What to work on: In the listing beneath this line, copy exactly the lines starting with the one containing "held by thread" and going on through the one containing "pub struct DeadlockGraph".

Given information:
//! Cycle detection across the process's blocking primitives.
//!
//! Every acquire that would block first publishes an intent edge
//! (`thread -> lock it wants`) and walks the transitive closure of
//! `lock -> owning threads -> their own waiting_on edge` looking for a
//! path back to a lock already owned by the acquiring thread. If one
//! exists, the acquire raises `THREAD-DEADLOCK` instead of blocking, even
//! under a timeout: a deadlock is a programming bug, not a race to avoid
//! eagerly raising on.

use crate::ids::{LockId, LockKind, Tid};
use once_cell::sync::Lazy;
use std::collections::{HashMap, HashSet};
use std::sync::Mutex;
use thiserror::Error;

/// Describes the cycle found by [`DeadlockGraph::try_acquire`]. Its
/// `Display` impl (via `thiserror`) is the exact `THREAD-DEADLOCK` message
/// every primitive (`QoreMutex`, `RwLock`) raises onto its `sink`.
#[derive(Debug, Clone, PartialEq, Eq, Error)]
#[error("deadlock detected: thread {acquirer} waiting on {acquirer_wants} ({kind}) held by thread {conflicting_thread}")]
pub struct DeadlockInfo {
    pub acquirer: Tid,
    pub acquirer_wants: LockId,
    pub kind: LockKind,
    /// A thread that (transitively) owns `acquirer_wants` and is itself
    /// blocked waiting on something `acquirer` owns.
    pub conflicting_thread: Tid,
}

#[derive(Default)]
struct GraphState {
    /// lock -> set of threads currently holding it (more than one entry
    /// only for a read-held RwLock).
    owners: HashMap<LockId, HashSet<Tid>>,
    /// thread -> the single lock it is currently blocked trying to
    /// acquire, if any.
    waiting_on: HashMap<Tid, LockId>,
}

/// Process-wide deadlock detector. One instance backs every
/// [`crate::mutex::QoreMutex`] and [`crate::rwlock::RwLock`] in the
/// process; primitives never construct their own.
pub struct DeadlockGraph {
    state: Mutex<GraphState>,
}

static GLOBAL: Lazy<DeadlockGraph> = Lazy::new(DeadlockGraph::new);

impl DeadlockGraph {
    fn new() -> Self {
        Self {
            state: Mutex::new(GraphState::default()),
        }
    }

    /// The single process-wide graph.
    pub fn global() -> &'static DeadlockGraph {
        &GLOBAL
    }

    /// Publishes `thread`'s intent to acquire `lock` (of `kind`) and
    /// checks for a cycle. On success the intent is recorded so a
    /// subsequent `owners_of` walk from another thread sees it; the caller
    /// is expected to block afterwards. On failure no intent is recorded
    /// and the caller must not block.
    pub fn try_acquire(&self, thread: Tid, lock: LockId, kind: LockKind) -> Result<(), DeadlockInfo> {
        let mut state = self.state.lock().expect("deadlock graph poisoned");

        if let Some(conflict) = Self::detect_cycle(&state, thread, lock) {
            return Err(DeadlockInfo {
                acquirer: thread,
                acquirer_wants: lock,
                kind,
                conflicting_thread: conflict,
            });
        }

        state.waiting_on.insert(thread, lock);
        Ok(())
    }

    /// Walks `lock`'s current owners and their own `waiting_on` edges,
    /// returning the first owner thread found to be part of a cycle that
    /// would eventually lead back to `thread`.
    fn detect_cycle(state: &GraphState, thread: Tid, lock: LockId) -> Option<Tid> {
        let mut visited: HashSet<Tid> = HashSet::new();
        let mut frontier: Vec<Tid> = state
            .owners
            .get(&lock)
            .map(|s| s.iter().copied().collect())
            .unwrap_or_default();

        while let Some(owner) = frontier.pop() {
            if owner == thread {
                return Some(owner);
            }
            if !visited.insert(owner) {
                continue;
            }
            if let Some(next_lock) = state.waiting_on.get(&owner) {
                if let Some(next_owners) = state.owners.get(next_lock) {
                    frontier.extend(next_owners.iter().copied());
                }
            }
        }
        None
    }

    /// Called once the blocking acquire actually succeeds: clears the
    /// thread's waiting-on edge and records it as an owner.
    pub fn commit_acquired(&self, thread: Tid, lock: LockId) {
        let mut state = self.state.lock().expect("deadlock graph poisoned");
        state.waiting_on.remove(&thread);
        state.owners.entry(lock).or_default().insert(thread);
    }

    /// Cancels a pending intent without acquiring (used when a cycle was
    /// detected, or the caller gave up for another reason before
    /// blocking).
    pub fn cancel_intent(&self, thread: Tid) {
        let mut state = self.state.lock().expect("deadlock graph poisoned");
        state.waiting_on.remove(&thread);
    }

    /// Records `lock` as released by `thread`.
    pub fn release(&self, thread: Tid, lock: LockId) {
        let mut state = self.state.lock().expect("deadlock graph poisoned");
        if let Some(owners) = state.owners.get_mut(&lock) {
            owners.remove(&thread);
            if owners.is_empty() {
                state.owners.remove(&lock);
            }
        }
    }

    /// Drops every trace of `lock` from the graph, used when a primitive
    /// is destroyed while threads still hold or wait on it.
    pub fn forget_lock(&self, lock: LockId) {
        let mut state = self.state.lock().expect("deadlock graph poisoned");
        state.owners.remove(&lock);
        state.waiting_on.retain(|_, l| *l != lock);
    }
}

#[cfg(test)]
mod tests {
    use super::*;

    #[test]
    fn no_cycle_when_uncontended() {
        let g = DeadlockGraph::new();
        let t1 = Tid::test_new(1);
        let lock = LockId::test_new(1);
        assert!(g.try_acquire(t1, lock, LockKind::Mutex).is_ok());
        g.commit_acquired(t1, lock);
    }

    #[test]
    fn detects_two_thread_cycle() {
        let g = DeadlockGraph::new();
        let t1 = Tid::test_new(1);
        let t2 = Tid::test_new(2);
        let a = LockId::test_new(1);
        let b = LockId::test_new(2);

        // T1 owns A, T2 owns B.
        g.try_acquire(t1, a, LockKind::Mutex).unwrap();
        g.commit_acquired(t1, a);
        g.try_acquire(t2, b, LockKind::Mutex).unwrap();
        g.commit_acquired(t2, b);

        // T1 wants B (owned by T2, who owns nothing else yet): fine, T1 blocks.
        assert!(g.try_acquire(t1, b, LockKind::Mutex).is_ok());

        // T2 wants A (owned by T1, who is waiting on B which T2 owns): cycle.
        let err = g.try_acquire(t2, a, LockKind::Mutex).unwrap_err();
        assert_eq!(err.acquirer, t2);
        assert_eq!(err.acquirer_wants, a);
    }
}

---

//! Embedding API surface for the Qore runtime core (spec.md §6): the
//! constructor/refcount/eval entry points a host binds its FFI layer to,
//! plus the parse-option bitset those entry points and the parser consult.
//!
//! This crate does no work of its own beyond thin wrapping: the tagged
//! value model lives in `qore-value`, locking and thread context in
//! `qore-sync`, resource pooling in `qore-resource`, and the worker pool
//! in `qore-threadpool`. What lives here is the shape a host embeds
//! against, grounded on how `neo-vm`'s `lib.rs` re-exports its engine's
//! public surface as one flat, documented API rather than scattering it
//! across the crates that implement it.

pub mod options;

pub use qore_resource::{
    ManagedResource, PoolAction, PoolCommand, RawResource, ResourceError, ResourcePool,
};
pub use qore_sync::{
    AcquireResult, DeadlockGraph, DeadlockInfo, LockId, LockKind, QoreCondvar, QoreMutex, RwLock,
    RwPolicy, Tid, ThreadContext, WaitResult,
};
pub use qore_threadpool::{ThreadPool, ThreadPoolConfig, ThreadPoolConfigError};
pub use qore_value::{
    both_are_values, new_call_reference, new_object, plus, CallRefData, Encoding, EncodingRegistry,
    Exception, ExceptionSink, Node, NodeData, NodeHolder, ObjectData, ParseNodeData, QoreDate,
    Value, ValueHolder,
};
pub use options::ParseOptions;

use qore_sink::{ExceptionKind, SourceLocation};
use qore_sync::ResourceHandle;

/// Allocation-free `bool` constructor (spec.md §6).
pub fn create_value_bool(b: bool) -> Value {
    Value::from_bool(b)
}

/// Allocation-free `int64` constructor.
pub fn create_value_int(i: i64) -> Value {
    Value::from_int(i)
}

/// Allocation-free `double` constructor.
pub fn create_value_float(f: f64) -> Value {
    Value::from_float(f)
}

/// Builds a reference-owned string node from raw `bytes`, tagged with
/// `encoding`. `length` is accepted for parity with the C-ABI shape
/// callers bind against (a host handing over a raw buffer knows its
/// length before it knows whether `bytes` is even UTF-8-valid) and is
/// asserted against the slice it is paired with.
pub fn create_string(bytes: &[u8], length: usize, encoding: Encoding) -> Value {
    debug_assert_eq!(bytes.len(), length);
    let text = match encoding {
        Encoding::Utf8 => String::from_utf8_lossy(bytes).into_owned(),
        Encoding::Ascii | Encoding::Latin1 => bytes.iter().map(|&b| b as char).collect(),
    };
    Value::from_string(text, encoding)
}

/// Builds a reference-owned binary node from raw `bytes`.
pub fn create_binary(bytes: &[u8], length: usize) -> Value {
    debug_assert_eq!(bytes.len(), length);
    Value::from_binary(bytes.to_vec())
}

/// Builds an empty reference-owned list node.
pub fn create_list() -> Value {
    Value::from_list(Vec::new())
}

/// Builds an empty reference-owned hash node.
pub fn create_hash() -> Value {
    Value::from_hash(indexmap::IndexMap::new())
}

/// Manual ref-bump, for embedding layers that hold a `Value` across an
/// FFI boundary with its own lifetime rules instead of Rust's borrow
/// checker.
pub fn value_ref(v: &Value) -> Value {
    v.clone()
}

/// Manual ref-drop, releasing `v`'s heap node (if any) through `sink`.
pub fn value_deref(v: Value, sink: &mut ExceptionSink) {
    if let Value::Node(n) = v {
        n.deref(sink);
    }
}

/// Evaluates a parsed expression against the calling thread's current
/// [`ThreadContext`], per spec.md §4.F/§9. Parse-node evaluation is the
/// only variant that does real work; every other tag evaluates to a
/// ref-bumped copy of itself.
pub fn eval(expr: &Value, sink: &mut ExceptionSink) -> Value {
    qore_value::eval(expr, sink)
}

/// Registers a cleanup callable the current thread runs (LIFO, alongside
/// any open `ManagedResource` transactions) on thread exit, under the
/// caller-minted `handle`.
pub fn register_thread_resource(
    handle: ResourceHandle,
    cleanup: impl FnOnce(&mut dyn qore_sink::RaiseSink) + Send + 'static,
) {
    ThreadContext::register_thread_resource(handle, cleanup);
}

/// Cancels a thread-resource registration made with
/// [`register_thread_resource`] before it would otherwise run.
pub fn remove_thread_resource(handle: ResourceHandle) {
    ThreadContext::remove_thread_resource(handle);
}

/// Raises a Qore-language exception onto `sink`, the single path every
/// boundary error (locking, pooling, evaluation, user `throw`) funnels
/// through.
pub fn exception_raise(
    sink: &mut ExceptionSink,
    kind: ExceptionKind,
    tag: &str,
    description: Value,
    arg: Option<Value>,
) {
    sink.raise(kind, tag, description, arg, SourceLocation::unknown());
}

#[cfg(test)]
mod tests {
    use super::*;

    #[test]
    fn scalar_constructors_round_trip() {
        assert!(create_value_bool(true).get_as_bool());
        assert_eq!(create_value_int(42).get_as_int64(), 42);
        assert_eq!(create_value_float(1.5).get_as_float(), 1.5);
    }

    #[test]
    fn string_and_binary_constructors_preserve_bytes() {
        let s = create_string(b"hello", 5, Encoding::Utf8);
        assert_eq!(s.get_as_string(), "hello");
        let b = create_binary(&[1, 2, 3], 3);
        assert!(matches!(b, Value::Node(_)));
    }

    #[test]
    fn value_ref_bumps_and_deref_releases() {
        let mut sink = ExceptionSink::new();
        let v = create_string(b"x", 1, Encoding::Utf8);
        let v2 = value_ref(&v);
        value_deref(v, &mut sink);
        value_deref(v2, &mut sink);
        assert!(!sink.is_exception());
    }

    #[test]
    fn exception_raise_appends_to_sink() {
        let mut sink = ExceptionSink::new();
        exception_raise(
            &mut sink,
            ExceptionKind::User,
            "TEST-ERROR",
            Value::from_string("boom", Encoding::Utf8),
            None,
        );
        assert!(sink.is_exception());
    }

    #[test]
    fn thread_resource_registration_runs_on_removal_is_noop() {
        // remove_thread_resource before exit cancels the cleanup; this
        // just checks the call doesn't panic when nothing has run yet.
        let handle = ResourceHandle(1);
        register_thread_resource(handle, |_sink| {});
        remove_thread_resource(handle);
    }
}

--

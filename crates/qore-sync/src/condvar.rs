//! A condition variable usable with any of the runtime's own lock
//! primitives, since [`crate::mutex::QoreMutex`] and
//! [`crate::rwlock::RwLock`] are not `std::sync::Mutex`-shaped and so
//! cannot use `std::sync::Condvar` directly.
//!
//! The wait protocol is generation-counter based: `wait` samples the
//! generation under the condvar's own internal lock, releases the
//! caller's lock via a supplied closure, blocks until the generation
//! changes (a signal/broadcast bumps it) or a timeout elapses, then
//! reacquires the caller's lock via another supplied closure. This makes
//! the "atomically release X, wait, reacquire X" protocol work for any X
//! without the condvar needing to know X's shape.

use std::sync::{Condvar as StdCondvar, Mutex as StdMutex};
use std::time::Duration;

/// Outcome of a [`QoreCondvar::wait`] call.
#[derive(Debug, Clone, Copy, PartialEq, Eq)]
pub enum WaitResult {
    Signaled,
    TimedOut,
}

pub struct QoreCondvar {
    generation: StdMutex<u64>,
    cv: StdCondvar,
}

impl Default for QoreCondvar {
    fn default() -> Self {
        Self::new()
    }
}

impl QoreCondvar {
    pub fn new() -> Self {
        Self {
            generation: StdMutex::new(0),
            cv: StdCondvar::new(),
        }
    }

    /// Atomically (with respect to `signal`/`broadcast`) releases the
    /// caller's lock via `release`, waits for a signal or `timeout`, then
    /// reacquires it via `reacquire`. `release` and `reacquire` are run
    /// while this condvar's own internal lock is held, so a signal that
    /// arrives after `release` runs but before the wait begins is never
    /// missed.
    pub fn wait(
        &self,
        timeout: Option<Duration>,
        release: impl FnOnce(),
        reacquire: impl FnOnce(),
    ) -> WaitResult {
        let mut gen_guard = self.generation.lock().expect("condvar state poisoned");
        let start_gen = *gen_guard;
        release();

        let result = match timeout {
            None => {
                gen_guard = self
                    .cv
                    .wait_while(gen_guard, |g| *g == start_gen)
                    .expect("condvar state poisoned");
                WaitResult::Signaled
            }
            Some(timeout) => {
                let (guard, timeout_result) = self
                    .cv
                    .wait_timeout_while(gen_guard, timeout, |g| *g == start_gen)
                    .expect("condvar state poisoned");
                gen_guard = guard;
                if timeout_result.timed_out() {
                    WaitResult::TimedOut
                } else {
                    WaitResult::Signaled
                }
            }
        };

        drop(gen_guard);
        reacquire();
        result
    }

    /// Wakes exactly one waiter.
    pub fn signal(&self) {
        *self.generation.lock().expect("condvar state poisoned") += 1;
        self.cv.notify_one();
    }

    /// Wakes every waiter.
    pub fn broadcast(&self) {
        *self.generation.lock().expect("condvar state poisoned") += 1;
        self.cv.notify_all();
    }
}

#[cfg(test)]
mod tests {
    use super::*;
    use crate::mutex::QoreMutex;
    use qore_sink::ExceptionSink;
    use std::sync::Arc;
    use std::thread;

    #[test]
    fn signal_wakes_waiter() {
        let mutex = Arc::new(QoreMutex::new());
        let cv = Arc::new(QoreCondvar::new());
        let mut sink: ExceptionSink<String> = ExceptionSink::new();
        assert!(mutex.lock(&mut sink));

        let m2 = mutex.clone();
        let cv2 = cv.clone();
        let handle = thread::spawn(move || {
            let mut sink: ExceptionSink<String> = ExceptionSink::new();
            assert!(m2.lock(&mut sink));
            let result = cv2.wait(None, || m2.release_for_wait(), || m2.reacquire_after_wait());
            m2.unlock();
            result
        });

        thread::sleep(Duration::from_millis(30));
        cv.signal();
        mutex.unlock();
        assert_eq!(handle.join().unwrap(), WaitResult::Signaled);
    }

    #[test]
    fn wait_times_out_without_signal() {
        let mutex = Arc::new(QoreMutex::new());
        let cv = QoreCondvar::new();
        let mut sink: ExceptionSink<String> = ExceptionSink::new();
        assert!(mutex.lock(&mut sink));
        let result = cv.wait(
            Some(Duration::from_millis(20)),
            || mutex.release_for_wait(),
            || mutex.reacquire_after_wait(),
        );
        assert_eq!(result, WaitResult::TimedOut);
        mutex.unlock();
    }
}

Exercise result:
#[error("deadlock detected: thread {acquirer} waiting on {acquirer_wants} ({kind}) held by thread {conflicting_thread}")]
pub struct DeadlockInfo {
    pub acquirer: Tid,
    pub acquirer_wants: LockId,
    pub kind: LockKind,
    /// A thread that (transitively) owns `acquirer_wants` and is itself
    /// blocked waiting on something `acquirer` owns.
    pub conflicting_thread: Tid,
}

#[derive(Default)]
struct GraphState {
    /// lock -> set of threads currently holding it (more than one entry
    /// only for a read-held RwLock).
    owners: HashMap<LockId, HashSet<Tid>>,
    /// thread -> the single lock it is currently blocked trying to
    /// acquire, if any.
    waiting_on: HashMap<Tid, LockId>,
}

/// Process-wide deadlock detector. One instance backs every
/// [`crate::mutex::QoreMutex`] and [`crate::rwlock::RwLock`] in the
/// process; primitives never construct their own.
pub struct DeadlockGraph {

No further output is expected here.